BEGIN

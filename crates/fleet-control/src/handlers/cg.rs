//! Consistency group reports from the `wds_vhost` backend.
//!
//! Group operations report `available` (or `deleted`) on success; anything
//! else puts the row into `error`. Snapshot create and restore also release
//! the member volumes, which were held in a transient status while the
//! backend worked.

use fleet_core::{
    CgSnapshot, CgSnapshotStatus, CgStatus, ConsistencyGroup, ResourceEvent, ResourceType,
    VolumeStatus, bytes_to_gib,
};
use fleet_store::VolumeUpdate;
use tracing::{info, warn};

use crate::args::Args;
use crate::context::HandlerCtx;
use crate::error::{HandlerError, HandlerResult};

async fn group(ctx: &mut HandlerCtx<'_>, id: i64) -> HandlerResult<ConsistencyGroup> {
    ctx.tx
        .consistency_group(id)
        .await?
        .ok_or_else(|| HandlerError::not_found("consistency group", id))
}

async fn snapshot(ctx: &mut HandlerCtx<'_>, id: i64) -> HandlerResult<CgSnapshot> {
    ctx.tx
        .cg_snapshot(id)
        .await?
        .ok_or_else(|| HandlerError::not_found("cg snapshot", id))
}

async fn write_group(
    ctx: &mut HandlerCtx<'_>,
    cg: ConsistencyGroup,
    previous: CgStatus,
) -> HandlerResult<String> {
    let status = cg.status;
    ctx.tx.update_consistency_group(cg.clone()).await?;
    if status != previous {
        ctx.emit(
            ResourceEvent::new(ResourceType::ConsistencyGroup, cg.id, status.as_str())
                .with_previous(previous.as_str()),
        );
    }
    info!(cg = cg.id, status = %status, "Consistency group updated");
    Ok(status.to_string())
}

async fn write_snapshot(
    ctx: &mut HandlerCtx<'_>,
    snap: CgSnapshot,
    previous: CgSnapshotStatus,
) -> HandlerResult<()> {
    let status = snap.status;
    let id = snap.id;
    ctx.tx.update_cg_snapshot(snap).await?;
    if status != previous {
        ctx.emit(
            ResourceEvent::new(ResourceType::CgSnapshot, id, status.as_str())
                .with_previous(previous.as_str()),
        );
    }
    Ok(())
}

/// Put every member volume back to `attached` or `available`.
async fn release_volumes(ctx: &mut HandlerCtx<'_>, cg_id: i64) -> HandlerResult<usize> {
    let members = ctx.tx.cg_volumes(cg_id).await?;
    for member in &members {
        let volume = ctx
            .tx
            .volume(member.volume_id)
            .await?
            .ok_or_else(|| HandlerError::not_found("volume", member.volume_id))?;
        let status = if volume.instance_id > 0 {
            VolumeStatus::Attached
        } else {
            VolumeStatus::Available
        };
        if status == volume.status {
            continue;
        }
        ctx.tx
            .update_volume(volume.id, VolumeUpdate::status(status))
            .await?;
        ctx.emit(
            ResourceEvent::new(ResourceType::Volume, volume.id, status.as_str())
                .with_previous(volume.status.as_str()),
        );
    }
    Ok(members.len())
}

/// `create_cg_wds '<cg>' '<status>' '<wds_cg_id>' '<message>'`
pub async fn create_cg(ctx: &mut HandlerCtx<'_>, args: Args<'_>) -> HandlerResult<String> {
    let args = args.require(5)?;
    let mut cg = group(ctx, args.id(1, "cg")?).await?;
    let previous = cg.status;
    if args.str(2)? == "available" {
        cg.status = CgStatus::Available;
        cg.wds_cg_id = args.str(3)?.to_string();
    } else {
        warn!(cg = cg.id, message = args.str(4)?, "Consistency group creation failed");
        cg.status = CgStatus::Error;
    }
    write_group(ctx, cg, previous).await
}

/// `delete_cg_wds '<cg>' '<status>' '<message>'`
pub async fn delete_cg(ctx: &mut HandlerCtx<'_>, args: Args<'_>) -> HandlerResult<String> {
    let args = args.require(4)?;
    let mut cg = group(ctx, args.id(1, "cg")?).await?;
    let previous = cg.status;
    if args.str(2)? == "deleted" {
        ctx.tx.delete_consistency_group(cg.id).await?;
        ctx.emit(
            ResourceEvent::new(ResourceType::ConsistencyGroup, cg.id, "deleted")
                .with_previous(previous.as_str()),
        );
        info!(cg = cg.id, "Consistency group deleted");
        return Ok("deleted".to_string());
    }
    warn!(cg = cg.id, message = args.str(3)?, "Consistency group deletion failed");
    cg.status = CgStatus::Error;
    write_group(ctx, cg, previous).await
}

/// `add_volumes_to_cg_wds` and `remove_volumes_from_cg_wds`:
/// `'<cg>' '<status>' '<message>'`. Membership rows are managed by the
/// requester; only the group status follows the backend.
pub async fn membership_changed(ctx: &mut HandlerCtx<'_>, args: Args<'_>) -> HandlerResult<String> {
    let args = args.require(4)?;
    let mut cg = group(ctx, args.id(1, "cg")?).await?;
    let previous = cg.status;
    if args.str(2)? == "available" {
        cg.status = CgStatus::Available;
    } else {
        warn!(
            cg = cg.id,
            command = args.command(),
            message = args.str(3)?,
            "Consistency group update failed"
        );
        cg.status = CgStatus::Error;
    }
    write_group(ctx, cg, previous).await
}

/// `create_cg_snapshot_wds '<snapshot>' '<status>' '<wds_snap_id>' '<size_bytes>' '<message>'`
pub async fn create_cg_snapshot(ctx: &mut HandlerCtx<'_>, args: Args<'_>) -> HandlerResult<String> {
    let args = args.require(6)?;
    let mut snap = snapshot(ctx, args.id(1, "snapshot")?).await?;
    let previous = snap.status;
    if args.str(2)? == "available" {
        // An unreadable size is recorded as 0 rather than failing the snapshot.
        let bytes = args.str(4)?.trim().parse().unwrap_or(0);
        snap.status = CgSnapshotStatus::Available;
        snap.wds_snap_id = args.str(3)?.to_string();
        snap.size = bytes_to_gib(bytes);
    } else {
        warn!(snapshot = snap.id, message = args.str(5)?, "CG snapshot creation failed");
        snap.status = CgSnapshotStatus::Error;
    }
    snap.task_id = 0;
    let (cg_id, status) = (snap.cg_id, snap.status);
    write_snapshot(ctx, snap, previous).await?;
    let volumes = release_volumes(ctx, cg_id).await?;
    info!(cg = cg_id, status = %status, volumes, "CG snapshot created");
    Ok(status.to_string())
}

/// `delete_cg_snapshot_wds '<snapshot>' '<status>' '<message>'`
pub async fn delete_cg_snapshot(ctx: &mut HandlerCtx<'_>, args: Args<'_>) -> HandlerResult<String> {
    let args = args.require(4)?;
    let mut snap = snapshot(ctx, args.id(1, "snapshot")?).await?;
    let previous = snap.status;
    if args.str(2)? == "deleted" {
        ctx.tx.delete_cg_snapshot(snap.id).await?;
        ctx.emit(
            ResourceEvent::new(ResourceType::CgSnapshot, snap.id, "deleted")
                .with_previous(previous.as_str()),
        );
        info!(snapshot = snap.id, cg = snap.cg_id, "CG snapshot deleted");
        return Ok("deleted".to_string());
    }
    warn!(snapshot = snap.id, message = args.str(3)?, "CG snapshot deletion failed");
    snap.status = CgSnapshotStatus::Error;
    write_snapshot(ctx, snap, previous).await?;
    Ok(CgSnapshotStatus::Error.to_string())
}

/// `restore_cg_snapshot_wds '<snapshot>' '<cg>' '<status>' '<message>'`
pub async fn restore_cg_snapshot(
    ctx: &mut HandlerCtx<'_>,
    args: Args<'_>,
) -> HandlerResult<String> {
    let args = args.require(5)?;
    let mut snap = snapshot(ctx, args.id(1, "snapshot")?).await?;
    let cg_id = args.id(2, "cg")?;
    let previous = snap.status;
    if args.str(3)? == "available" {
        snap.status = CgSnapshotStatus::Available;
    } else {
        warn!(snapshot = snap.id, message = args.str(4)?, "CG snapshot restore failed");
        snap.status = CgSnapshotStatus::Error;
    }
    snap.task_id = 0;
    let status = snap.status;
    write_snapshot(ctx, snap, previous).await?;
    let volumes = release_volumes(ctx, cg_id).await?;
    info!(cg = cg_id, status = %status, volumes, "CG snapshot restored");
    Ok(status.to_string())
}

END

Task to carry out: Reproduce each line of the material that mentions "failed".

Response below:
        warn!(cg = cg.id, message = args.str(4)?, "Consistency group creation failed");
    warn!(cg = cg.id, message = args.str(3)?, "Consistency group deletion failed");
            "Consistency group update failed"
        warn!(snapshot = snap.id, message = args.str(5)?, "CG snapshot creation failed");
    warn!(snapshot = snap.id, message = args.str(3)?, "CG snapshot deletion failed");
        warn!(snapshot = snap.id, message = args.str(4)?, "CG snapshot restore failed");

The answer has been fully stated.